Visual memory is very beneficial, as it significantly helps children develop cognitive and comprehension skills. The role of language in labeling and understanding images is also important.
Likewise, through visual memory, you can identify and produce colors, shapes, symbols, letters, words and sentences. In the same way, you remember recent visual experiences.
You can divide visual memory into two parts: long term and short term. Long term is the ability to remember seeing something in the past, whereas short term is the ability to remember something you saw recently.
Benefits of visual memory for school performance
Visual memory plays a key role in children’s overall development. It helps them with the skills they need to succeed in school.
In some cases, you may notice poor spelling, low speed, reading comprehension issues and difficulty copying or memorizing texts.
In fact, these can hide problems with perception and visual memory. Visual memory helps certain children with learning difficulties improve their school performance.
“Don’t prevent your children from the difficulties of life. Instead, teach them to overcome them.”
Consequences of poor visual memory
A child with poor visual memory may experience difficulty with the following skills and activities:
- Identifying and memorizing letters and other common symbols
- Spelling unfamiliar and irregular words
- Reading comprehension
- Not identifying symbols when using a calculator
- Memorizing telephone numbers
- Will suffer greater distractions
How to improve visual memory in children
Here, we’ll show you 4 tips to improve visual memory in children:
Through games, children can enhance their intellectual skills. Games can be very helpful because children will learn while having fun.
Here are some games to improve children’s visual memory:
- Chained words
You should start by saying one word. Then, the child should say a word that starts with the last syllable of the previous one.
- Recognize songs
Through music, you can play to see who recognizes the song first.
- Tongue twisters
Word games are a great way to enhance auditory memory. The mother must say a tongue twister, and the child repeats it.
- Repeating a series of numbers or letters
Children and parents should repeat a series of numbers and letters. You can write them down, and they can recite them without reading them.
2. Making up stories
Start with a story like, “Once there was an 8-year-old girl who enjoyed playing outside.” Then, the child should add sentences.
You should ask your child to remember what each player adds to the story. Each of you needs to retell the story from the beginning at each turn before adding a new line.
3. Observation and reflection
It’s important to observe and reflect. When you go on a family outing, take the time to observe something. Then, discuss it in lots of detail with your child. For example, you can go to an art gallery, a park, or a pretty neighborhood.
Later, have your child describe everything he can. Pay attention to the colors and contrasts, the shapes, and even the small details.
Lists of instructions or a page full of words and images can be confusing.

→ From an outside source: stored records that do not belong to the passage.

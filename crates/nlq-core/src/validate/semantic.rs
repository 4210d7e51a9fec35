//! Semantic validator: checks that generated SQL actually addresses the
//! entities and intent in the natural-language question. Ported from a
//! Python reference implementation's entity-extraction and intent
//! classification passes, keeping the same suffix lists, stopword set, and
//! regex cascade order so the behavior doesn't silently drift.

use regex::Regex;
use std::collections::HashSet;
use std::sync::LazyLock;

#[derive(Debug, Clone, Copy, PartialEq, Eq)]
pub enum Severity {
    Error,
    Warning,
}

#[derive(Debug, Clone, PartialEq, Eq)]
pub struct SemanticIssue {
    pub code: &'static str,
    pub severity: Severity,
    pub message: String,
    pub suggestion: Option<String>,
}

#[derive(Debug, Clone, Copy, PartialEq, Eq)]
pub enum Intent {
    LookupByName,
    LookupState,
    Count,
    List,
    Aggregate,
    Compare,
    Rank,
    General,
}

static QUOTED: LazyLock<Regex> = LazyLock::new(|| Regex::new(r#"['"]([^'"]+)['"]"#).unwrap());

const BUSINESS_SUFFIXES: &[&str] = &[
    "LLC", "Inc", "Corp", "Co", "Ltd", "Services", "Systems", "Technologies", "Solutions",
    "Group", "Partners", "Holdings", "Enterprises", "Industries", "International", "Medical",
    "Financial", "Energy", "Distribution", "Logistics", "Manufacturing", "Consulting",
    "Analytics", "Software", "Networks", "Communications", "Healthcare",
];

static SUFFIX_PATTERN: LazyLock<Regex> = LazyLock::new(|| {
    let suffixes = BUSINESS_SUFFIXES.join("|");
    Regex::new(&format!(
        r"([A-Z][a-z]+(?:\s+[A-Z][a-z]+)*(?:\s+(?:{})))\b",
        suffixes
    ))
    .unwrap()
});

static GENERAL_PHRASE: LazyLock<Regex> =
    LazyLock::new(|| Regex::new(r"\b([A-Z][a-z]+(?:\s+[A-Z][a-z]+){1,5})\b").unwrap());

static STATE_CODE: LazyLock<Regex> = LazyLock::new(|| {
    Regex::new(r"\b(AL|AK|AZ|AR|CA|CO|CT|DE|FL|GA|HI|ID|IL|IN|IA|KS|KY|LA|ME|MD|MA|MI|MN|MS|MO|MT|NE|NV|NH|NJ|NM|NY|NC|ND|OH|OK|OR|PA|RI|SC|SD|TN|TX|UT|VT|VA|WA|WV|WI|WY)\b")
        .unwrap()
});

static YEAR: LazyLock<Regex> = LazyLock::new(|| Regex::new(r"\b(20[0-3][0-9])\b").unwrap());

fn common_phrases() -> &'static HashSet<&'static str> {
    static SET: LazyLock<HashSet<&'static str>> = LazyLock::new(|| {
        [
            "New York", "Los Angeles", "San Francisco", "San Diego", "San Jose", "Las Vegas",
            "Salt Lake", "Kansas City", "New Orleans", "New Jersey", "North Carolina",
            "South Carolina", "North Dakota", "South Dakota", "West Virginia", "Rhode Island",
            "New Hampshire", "New Mexico", "United States", "How Many", "Show Me", "Tell Me",
            "What Is", "Which State", "What Company", "Find All", "List All", "Get All",
            "January", "February", "March", "April", "May", "June", "July", "August",
            "September", "October", "November", "December", "Monday", "Tuesday", "Wednesday",
            "Thursday", "Friday", "Saturday", "Sunday",
        ]
        .into_iter()
        .collect()
    });
    &SET
}

fn state_names() -> &'static [(&'static str, &'static str)] {
    &[
        ("california", "CA"), ("texas", "TX"), ("new york", "NY"), ("florida", "FL"),
        ("ohio", "OH"), ("illinois", "IL"), ("michigan", "MI"), ("pennsylvania", "PA"),
        ("georgia", "GA"), ("missouri", "MO"), ("indiana", "IN"), ("kentucky", "KY"),
        ("maryland", "MD"), ("vermont", "VT"),
    ]
}

/// Extract candidate entity names: quoted strings first (highest
/// confidence), then business-suffix proper nouns, then general
/// capitalized multi-word phrases filtered against a stopword set,
/// deduplicated case-insensitively while preserving first-seen order.
pub fn extract_entity_names(text: &str) -> Vec<String> {
    let mut found = Vec::new();

    for cap in QUOTED.captures_iter(text) {
        found.push(cap[1].to_string());
    }
    for cap in SUFFIX_PATTERN.captures_iter(text) {
        found.push(cap[1].to_string());
    }
    for cap in GENERAL_PHRASE.captures_iter(text) {
        let candidate = cap[1].to_string();
        if !common_phrases().contains(candidate.as_str()) && candidate.len() > 5 {
            found.push(candidate);
        }
    }

    let mut seen = HashSet::new();
    let mut unique = Vec::new();
    for name in found {
        let key = name.to_lowercase();
        if seen.insert(key) {
            unique.push(name);
        }
    }
    unique
}

pub fn extract_state_codes(text: &str) -> Vec<String> {
    STATE_CODE.find_iter(text).map(|m| m.as_str().to_string()).collect()
}

/// Years in the 2000-2039 range; the window the reference implementation
/// uses, not an arbitrary round number.
pub fn extract_years(text: &str) -> Vec<i32> {
    YEAR.find_iter(text).filter_map(|m| m.as_str().parse().ok()).collect()
}

pub fn classify_intent(question: &str) -> Intent {
    let q = question.to_lowercase();

    if Regex::new(r"which state|what state|where is .* located").unwrap().is_match(&q) {
        return Intent::LookupState;
    }
    if Regex::new(r"how many|count|number of|total (?:number|count)").unwrap().is_match(&q) {
        return Intent::Count;
    }
    if Regex::new(r"top \d+|bottom \d+|highest|lowest|most|least|best|worst").unwrap().is_match(&q) {
        return Intent::Rank;
    }
    if Regex::new(r"compare|difference|between .* and|vs\.?|versus").unwrap().is_match(&q) {
        return Intent::Compare;
    }
    if Regex::new(r"average|avg|sum|total|mean|median").unwrap().is_match(&q) {
        return Intent::Aggregate;
    }
    if Regex::new(r"show|list|display|get|find|all").unwrap().is_match(&q) {
        return Intent::List;
    }
    if !extract_entity_names(question).is_empty() {
        return Intent::LookupByName;
    }
    Intent::General
}

/// Run all five semantic checks and report every issue found. `is_valid`
/// (no `Error`-severity issues) is left to the caller to derive from the
/// returned list so the repair controller can decide what counts as a hard
/// failure versus an informational delta.
pub fn validate_semantic_match(question: &str, sql: &str) -> Vec<SemanticIssue> {
    let mut issues = Vec::new();
    let sql_upper = sql.to_uppercase();

    for entity in extract_entity_names(question) {
        let quoted_single = format!("'{}'", entity);
        let quoted_double = format!("\"{}\"", entity);
        if !sql.contains(&quoted_single) && !sql.contains(&quoted_double) && !sql.to_lowercase().contains(&entity.to_lowercase()) {
            issues.push(SemanticIssue {
                code: "MISSING_ENTITY",
                severity: Severity::Error,
                message: format!("question mentions '{}' but SQL doesn't reference it", entity),
                suggestion: Some(format!("add WHERE name = '{}' or similar filter", entity)),
            });
        }
    }

    let intent = classify_intent(question);

    if intent == Intent::LookupState {
        let select_clause = sql_upper.split("FROM").next().unwrap_or(&sql_upper);
        if !select_clause.contains("STATE") {
            issues.push(SemanticIssue {
                code: "WRONG_SELECT",
                severity: Severity::Warning,
                message: "question asks 'which state' but SQL doesn't SELECT state".into(),
                suggestion: Some("SELECT state FROM companies WHERE ...".into()),
            });
        }
    }

    if intent == Intent::Count && !sql_upper.contains("COUNT(") {
        issues.push(SemanticIssue {
            code: "MISSING_AGGREGATION",
            severity: Severity::Warning,
            message: "question asks 'how many' but SQL doesn't use COUNT()".into(),
            suggestion: Some("use SELECT COUNT(*) FROM ...".into()),
        });
    }

    let mut question_states: HashSet<String> = extract_state_codes(question).into_iter().map(|s| s.to_uppercase()).collect();
    for (name, code) in state_names() {
        if question.to_lowercase().contains(name) {
            question_states.insert(code.to_string());
        }
    }
    for state in extract_state_codes(sql) {
        let state_upper = state.to_uppercase();
        if !question_states.contains(&state_upper)
            && (sql.contains(&format!("= '{}'", state_upper)) || sql.contains(&format!("= '{}'", state)))
        {
            issues.push(SemanticIssue {
                code: "HALLUCINATED_VALUE",
                severity: Severity::Error,
                message: format!("SQL filters by state '{}' but question doesn't mention this state", state_upper),
                suggestion: Some("remove hardcoded state filter or use the correct state from the question".into()),
            });
        }
    }

    let question_years: HashSet<i32> = extract_years(question).into_iter().collect();
    if !question_years.is_empty() {
        for year in extract_years(sql) {
            if !question_years.contains(&year) {
                issues.push(SemanticIssue {
                    code: "WRONG_YEAR",
                    severity: Severity::Warning,
                    message: format!("SQL uses year {} but question mentions {:?}", year, question_years),
                    suggestion: Some(format!("use year(s) from the question: {:?}", question_years)),
                });
            }
        }
    }

    issues
}

pub fn is_valid(issues: &[SemanticIssue]) -> bool {
    !issues.iter().any(|i| i.severity == Severity::Error)
}

#[cfg(test)]
mod tests {
    use super::*;

    #[test]
    fn extracts_quoted_company_name() {
        let names = extract_entity_names("show revenue for 'Acme Corp'");
        assert!(names.contains(&"Acme Corp".to_string()));
    }

    #[test]
    fn filters_common_phrases_from_general_extraction() {
        let names = extract_entity_names("What companies are in New York");
        assert!(!names.iter().any(|n| n == "New York"));
    }

    #[test]
    fn classifies_count_intent() {
        assert_eq!(classify_intent("how many companies are in CA?"), Intent::Count);
    }

    #[test]
    fn classifies_lookup_state_intent() {
        assert_eq!(classify_intent("which state is Acme Corp in?"), Intent::LookupState);
    }

    #[test]
    fn missing_entity_flagged_as_error() {
        let issues = validate_semantic_match("show revenue for 'Acme Corp'", "SELECT * FROM companies;");
        assert!(issues.iter().any(|i| i.code == "MISSING_ENTITY" && i.severity == Severity::Error));
    }

    #[test]
    fn count_without_count_function_is_warning() {
        let issues = validate_semantic_match("how many companies are there?", "SELECT * FROM companies;");
        assert!(issues.iter().any(|i| i.code == "MISSING_AGGREGATION"));
        assert!(is_valid(&issues));
    }

    #[test]
    fn hallucinated_state_literal_is_error() {
        let issues = validate_semantic_match(
            "how many companies are there?",
            "SELECT COUNT(*) FROM companies WHERE state = 'CA';",
        );
        assert!(issues.iter().any(|i| i.code == "HALLUCINATED_VALUE"));
        assert!(!is_valid(&issues));
    }

    #[test]
    fn state_mentioned_in_question_is_not_hallucinated() {
        let issues = validate_semantic_match(
            "how many companies are in California?",
            "SELECT COUNT(*) FROM companies WHERE state = 'CA';",
        );
        assert!(!issues.iter().any(|i| i.code == "HALLUCINATED_VALUE"));
    }

    #[test]
    fn wrong_year_only_flagged_when_question_mentions_years() {
        let issues = validate_semantic_match(
            "what was revenue in 2020?",
            "SELECT revenue_millions FROM company_revenue_annual WHERE year = 2021;",
        );
        assert!(issues.iter().any(|i| i.code == "WRONG_YEAR"));
    }
}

A well-structured document can help your child easily choose the most important information. Consequently, he can remember it better.
Finally, it’s important to emphasize that practice affects memory development. The more opportunities that children have to train their memory capacity, the better their memory will be in the future.
Therefore, it’s a good idea to start practicing as soon as possible to build this important life skill. As you’ll see, it will have a positive effect on many skills that children use at school and in everyday life.